WORKING DATA ::
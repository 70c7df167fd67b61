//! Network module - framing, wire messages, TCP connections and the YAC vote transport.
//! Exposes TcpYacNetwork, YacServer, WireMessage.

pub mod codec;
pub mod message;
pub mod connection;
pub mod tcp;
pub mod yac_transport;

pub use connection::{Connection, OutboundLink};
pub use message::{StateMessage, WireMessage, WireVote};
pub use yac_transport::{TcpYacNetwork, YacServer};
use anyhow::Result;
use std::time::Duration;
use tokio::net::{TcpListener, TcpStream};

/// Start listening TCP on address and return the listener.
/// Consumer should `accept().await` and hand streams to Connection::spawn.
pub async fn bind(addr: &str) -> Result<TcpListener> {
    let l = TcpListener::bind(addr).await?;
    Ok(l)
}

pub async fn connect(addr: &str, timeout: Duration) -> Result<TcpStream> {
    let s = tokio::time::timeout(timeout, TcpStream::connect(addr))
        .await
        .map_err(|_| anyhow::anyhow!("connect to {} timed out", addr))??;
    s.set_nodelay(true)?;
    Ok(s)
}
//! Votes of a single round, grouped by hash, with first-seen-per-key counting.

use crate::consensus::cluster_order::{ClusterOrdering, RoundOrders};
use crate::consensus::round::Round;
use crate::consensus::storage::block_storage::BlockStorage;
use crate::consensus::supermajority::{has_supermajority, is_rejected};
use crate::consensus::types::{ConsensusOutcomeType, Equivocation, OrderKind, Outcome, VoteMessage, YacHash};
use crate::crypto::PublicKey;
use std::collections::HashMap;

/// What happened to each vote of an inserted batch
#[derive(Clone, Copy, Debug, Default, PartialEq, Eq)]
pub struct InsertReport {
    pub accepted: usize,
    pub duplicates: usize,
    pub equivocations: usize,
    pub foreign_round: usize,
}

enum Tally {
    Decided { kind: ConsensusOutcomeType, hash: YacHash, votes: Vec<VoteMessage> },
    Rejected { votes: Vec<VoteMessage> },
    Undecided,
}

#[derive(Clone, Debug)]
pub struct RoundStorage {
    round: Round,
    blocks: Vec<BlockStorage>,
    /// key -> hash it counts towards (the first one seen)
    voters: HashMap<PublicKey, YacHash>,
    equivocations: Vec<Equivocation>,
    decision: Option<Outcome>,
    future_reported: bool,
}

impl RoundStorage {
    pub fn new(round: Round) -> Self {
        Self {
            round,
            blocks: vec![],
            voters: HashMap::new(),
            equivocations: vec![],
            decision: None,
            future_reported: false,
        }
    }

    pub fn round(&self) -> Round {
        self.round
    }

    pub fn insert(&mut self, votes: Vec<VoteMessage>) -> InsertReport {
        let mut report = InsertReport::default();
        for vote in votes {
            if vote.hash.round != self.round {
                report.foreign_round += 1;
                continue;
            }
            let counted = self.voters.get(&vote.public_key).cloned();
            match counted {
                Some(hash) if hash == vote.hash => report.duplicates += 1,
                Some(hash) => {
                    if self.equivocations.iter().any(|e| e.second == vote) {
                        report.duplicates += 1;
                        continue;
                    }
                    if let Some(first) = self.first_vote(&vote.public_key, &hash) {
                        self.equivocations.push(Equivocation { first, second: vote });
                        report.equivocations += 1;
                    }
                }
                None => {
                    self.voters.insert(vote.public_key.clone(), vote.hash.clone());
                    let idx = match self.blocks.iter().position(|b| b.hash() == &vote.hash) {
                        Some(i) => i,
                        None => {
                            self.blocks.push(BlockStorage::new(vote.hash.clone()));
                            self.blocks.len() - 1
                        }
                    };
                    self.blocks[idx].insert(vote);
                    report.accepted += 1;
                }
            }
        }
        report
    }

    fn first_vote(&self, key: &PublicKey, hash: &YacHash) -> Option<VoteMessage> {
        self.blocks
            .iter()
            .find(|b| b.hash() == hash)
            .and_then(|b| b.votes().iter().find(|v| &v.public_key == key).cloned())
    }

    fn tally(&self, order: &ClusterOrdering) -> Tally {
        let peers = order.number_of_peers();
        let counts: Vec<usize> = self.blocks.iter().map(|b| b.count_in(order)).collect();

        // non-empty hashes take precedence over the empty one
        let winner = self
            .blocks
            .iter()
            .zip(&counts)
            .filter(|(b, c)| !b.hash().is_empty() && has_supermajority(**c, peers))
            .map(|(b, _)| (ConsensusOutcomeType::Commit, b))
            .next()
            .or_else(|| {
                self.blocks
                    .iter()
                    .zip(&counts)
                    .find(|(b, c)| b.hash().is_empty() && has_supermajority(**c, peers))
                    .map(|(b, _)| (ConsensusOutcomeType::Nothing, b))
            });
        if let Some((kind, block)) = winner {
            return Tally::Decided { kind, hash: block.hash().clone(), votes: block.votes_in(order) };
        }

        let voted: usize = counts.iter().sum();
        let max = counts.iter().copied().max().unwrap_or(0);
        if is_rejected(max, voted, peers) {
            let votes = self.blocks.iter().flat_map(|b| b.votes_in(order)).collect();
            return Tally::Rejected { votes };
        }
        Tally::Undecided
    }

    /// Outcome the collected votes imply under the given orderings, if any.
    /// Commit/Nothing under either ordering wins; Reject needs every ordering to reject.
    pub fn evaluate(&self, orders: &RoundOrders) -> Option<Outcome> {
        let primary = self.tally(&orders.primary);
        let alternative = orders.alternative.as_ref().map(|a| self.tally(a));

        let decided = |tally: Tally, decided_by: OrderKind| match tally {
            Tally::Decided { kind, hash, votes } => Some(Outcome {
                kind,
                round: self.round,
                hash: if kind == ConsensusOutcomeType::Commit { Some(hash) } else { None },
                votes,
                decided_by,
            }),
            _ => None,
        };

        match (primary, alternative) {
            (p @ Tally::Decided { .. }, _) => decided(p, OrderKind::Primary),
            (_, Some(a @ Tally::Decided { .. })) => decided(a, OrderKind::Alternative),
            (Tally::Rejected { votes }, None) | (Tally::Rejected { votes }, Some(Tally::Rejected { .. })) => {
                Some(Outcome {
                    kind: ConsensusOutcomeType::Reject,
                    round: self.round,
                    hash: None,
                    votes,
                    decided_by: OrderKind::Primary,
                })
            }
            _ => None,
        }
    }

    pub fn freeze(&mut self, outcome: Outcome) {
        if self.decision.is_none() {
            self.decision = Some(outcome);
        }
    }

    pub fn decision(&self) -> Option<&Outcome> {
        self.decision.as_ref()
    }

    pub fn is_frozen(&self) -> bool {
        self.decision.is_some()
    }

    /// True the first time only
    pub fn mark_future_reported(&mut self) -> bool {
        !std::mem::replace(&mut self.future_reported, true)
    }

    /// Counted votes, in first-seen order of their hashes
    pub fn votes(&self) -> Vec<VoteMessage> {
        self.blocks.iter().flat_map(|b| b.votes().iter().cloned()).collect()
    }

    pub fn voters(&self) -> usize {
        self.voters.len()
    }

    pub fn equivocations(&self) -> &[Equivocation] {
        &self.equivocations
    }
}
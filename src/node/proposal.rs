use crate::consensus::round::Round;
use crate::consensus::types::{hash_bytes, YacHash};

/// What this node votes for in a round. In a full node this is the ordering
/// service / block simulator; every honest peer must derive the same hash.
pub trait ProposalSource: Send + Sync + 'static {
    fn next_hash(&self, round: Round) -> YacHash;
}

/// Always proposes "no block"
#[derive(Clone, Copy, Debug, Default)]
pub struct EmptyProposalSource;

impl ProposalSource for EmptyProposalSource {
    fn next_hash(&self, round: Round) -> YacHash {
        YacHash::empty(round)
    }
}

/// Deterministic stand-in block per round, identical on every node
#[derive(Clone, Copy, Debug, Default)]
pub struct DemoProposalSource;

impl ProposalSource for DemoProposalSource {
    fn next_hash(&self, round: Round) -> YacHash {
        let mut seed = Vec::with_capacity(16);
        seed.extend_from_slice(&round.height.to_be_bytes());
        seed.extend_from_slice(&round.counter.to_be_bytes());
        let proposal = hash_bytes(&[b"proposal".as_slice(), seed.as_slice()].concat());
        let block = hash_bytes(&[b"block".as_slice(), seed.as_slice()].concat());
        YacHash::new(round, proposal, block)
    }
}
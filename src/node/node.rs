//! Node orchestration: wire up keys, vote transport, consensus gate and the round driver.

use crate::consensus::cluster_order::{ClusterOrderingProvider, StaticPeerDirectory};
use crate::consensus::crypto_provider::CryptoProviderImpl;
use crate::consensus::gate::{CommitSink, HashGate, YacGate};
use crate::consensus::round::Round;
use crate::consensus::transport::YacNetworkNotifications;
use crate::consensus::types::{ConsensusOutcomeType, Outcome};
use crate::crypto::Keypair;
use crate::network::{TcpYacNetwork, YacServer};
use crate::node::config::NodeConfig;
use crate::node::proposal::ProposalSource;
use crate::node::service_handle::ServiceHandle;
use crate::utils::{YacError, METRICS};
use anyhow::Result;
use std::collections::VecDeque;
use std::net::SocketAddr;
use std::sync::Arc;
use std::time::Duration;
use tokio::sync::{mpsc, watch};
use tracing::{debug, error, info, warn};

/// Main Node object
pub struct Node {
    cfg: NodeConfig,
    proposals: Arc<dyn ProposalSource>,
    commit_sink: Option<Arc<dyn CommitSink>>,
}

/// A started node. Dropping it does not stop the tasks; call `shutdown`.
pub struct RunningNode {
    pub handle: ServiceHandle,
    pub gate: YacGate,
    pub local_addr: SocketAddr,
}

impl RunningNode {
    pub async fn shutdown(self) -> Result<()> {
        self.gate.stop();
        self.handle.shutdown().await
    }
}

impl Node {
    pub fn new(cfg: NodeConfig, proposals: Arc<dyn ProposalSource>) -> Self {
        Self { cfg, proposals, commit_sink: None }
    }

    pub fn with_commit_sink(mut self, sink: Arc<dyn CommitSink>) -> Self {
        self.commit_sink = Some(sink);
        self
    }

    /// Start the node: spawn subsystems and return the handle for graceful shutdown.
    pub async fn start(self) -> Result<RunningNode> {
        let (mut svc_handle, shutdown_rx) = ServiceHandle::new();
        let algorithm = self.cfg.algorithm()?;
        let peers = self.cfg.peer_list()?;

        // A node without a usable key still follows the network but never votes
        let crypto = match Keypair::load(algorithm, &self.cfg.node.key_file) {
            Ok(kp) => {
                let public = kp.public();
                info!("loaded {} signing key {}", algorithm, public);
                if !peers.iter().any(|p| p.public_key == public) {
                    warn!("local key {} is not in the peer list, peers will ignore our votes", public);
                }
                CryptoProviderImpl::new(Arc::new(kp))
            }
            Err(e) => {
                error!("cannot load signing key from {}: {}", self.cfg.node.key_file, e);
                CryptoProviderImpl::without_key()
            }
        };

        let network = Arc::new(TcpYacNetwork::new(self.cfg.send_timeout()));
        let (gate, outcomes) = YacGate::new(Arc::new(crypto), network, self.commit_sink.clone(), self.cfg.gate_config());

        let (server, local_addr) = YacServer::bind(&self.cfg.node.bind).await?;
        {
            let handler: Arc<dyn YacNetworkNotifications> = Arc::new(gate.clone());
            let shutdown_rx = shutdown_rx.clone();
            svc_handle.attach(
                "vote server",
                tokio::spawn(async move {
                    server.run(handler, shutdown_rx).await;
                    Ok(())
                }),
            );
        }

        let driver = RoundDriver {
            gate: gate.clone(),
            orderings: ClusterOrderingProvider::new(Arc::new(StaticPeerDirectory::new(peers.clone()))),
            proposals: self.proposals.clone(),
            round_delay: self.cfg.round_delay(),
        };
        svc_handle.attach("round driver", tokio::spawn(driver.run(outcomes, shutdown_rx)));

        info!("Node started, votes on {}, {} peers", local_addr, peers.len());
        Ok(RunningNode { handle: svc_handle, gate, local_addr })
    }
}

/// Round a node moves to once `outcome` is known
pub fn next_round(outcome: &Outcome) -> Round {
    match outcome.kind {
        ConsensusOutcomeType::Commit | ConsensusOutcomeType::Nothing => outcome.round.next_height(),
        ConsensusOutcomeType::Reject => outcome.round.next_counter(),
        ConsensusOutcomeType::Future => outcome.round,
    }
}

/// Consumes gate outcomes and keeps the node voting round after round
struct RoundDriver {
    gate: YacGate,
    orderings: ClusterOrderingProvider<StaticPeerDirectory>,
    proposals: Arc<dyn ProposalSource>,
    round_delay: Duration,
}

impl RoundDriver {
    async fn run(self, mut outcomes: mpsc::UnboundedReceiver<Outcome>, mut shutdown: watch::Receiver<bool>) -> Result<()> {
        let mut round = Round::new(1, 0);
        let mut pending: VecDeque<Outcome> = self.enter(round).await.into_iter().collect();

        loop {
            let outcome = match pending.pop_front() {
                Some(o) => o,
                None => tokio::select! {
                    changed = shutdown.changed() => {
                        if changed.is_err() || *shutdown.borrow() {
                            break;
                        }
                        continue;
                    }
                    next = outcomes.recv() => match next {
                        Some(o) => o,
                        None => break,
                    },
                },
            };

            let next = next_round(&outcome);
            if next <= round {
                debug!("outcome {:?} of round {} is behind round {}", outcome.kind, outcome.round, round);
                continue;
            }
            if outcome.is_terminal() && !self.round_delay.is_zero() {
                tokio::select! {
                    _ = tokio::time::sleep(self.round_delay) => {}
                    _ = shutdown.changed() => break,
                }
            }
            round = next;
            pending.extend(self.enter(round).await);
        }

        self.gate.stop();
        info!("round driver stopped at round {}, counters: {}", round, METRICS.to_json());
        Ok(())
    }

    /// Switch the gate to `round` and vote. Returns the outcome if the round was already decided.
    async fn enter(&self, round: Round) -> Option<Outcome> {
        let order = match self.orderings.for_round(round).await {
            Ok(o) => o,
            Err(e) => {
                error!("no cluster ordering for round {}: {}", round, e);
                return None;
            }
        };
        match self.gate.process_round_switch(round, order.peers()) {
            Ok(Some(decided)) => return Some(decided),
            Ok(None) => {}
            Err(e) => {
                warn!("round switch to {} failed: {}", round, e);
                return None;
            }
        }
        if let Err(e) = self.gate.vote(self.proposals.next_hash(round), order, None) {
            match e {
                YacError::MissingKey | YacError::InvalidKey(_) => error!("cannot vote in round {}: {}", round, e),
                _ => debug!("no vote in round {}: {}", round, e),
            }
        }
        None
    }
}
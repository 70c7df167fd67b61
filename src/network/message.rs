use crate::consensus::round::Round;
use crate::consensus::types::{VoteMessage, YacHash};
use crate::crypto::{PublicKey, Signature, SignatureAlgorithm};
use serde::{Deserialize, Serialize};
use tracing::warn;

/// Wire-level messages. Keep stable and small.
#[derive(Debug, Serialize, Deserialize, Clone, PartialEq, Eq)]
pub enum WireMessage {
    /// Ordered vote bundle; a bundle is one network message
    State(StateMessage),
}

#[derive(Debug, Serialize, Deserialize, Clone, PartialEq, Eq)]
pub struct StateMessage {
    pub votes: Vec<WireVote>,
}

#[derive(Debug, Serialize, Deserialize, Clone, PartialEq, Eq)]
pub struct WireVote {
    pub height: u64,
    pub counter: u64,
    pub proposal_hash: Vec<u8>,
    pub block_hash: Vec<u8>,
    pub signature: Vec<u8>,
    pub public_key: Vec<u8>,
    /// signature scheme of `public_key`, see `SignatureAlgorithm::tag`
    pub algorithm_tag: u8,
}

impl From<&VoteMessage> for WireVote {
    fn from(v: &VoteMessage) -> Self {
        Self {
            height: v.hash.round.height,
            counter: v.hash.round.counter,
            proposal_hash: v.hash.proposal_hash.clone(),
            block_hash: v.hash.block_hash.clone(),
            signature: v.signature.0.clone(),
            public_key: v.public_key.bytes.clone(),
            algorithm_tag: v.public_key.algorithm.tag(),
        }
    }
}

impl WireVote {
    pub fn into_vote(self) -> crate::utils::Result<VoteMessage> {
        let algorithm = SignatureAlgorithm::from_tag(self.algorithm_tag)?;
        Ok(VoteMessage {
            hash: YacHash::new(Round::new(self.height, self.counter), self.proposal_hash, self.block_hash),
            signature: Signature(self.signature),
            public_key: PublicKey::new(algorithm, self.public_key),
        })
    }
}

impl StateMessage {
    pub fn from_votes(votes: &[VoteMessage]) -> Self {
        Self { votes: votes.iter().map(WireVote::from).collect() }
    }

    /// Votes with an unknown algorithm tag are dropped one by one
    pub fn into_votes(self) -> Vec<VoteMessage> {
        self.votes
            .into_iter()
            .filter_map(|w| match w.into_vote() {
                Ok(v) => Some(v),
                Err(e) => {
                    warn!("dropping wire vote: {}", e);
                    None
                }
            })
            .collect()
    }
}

EXERCISE OBJECTIVE :: For the records above, give the number of lines that include the string "StaticPeerDirectory", with nothing added.

ANSWER SPACE :: 3